Dataset entries:

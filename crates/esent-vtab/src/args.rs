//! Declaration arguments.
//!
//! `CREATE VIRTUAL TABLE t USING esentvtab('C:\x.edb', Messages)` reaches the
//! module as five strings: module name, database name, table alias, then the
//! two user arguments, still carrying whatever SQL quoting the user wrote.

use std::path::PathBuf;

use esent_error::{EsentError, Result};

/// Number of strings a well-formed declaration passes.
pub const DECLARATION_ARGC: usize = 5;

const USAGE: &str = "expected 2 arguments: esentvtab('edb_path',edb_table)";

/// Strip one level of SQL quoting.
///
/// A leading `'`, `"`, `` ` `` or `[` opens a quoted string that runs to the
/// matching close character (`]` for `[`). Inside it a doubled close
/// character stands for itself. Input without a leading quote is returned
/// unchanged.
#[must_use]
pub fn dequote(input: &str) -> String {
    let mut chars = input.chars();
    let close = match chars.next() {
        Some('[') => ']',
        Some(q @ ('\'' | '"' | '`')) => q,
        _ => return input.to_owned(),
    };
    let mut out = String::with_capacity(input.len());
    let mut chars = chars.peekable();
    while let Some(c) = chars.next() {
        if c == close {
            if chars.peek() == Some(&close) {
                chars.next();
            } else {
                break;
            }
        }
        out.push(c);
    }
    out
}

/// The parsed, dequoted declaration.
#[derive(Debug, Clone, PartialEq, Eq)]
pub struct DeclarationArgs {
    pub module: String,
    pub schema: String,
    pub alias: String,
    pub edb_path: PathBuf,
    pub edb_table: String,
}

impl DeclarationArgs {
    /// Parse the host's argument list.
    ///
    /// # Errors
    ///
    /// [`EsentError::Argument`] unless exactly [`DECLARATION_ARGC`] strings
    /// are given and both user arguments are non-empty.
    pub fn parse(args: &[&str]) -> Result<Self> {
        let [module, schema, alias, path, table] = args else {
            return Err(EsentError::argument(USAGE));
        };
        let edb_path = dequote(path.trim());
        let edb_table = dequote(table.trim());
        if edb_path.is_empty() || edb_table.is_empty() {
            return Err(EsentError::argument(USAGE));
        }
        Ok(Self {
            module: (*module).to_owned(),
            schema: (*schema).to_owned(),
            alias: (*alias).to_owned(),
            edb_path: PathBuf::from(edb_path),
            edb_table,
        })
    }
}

* _ASSIGNED TASK_
Among the records, find each line where the word "schema" occurs, and copy it.

* _EXERCISE SOLUTION_
    pub schema: String,
        let [module, schema, alias, path, table] = args else {
            schema: (*schema).to_owned(),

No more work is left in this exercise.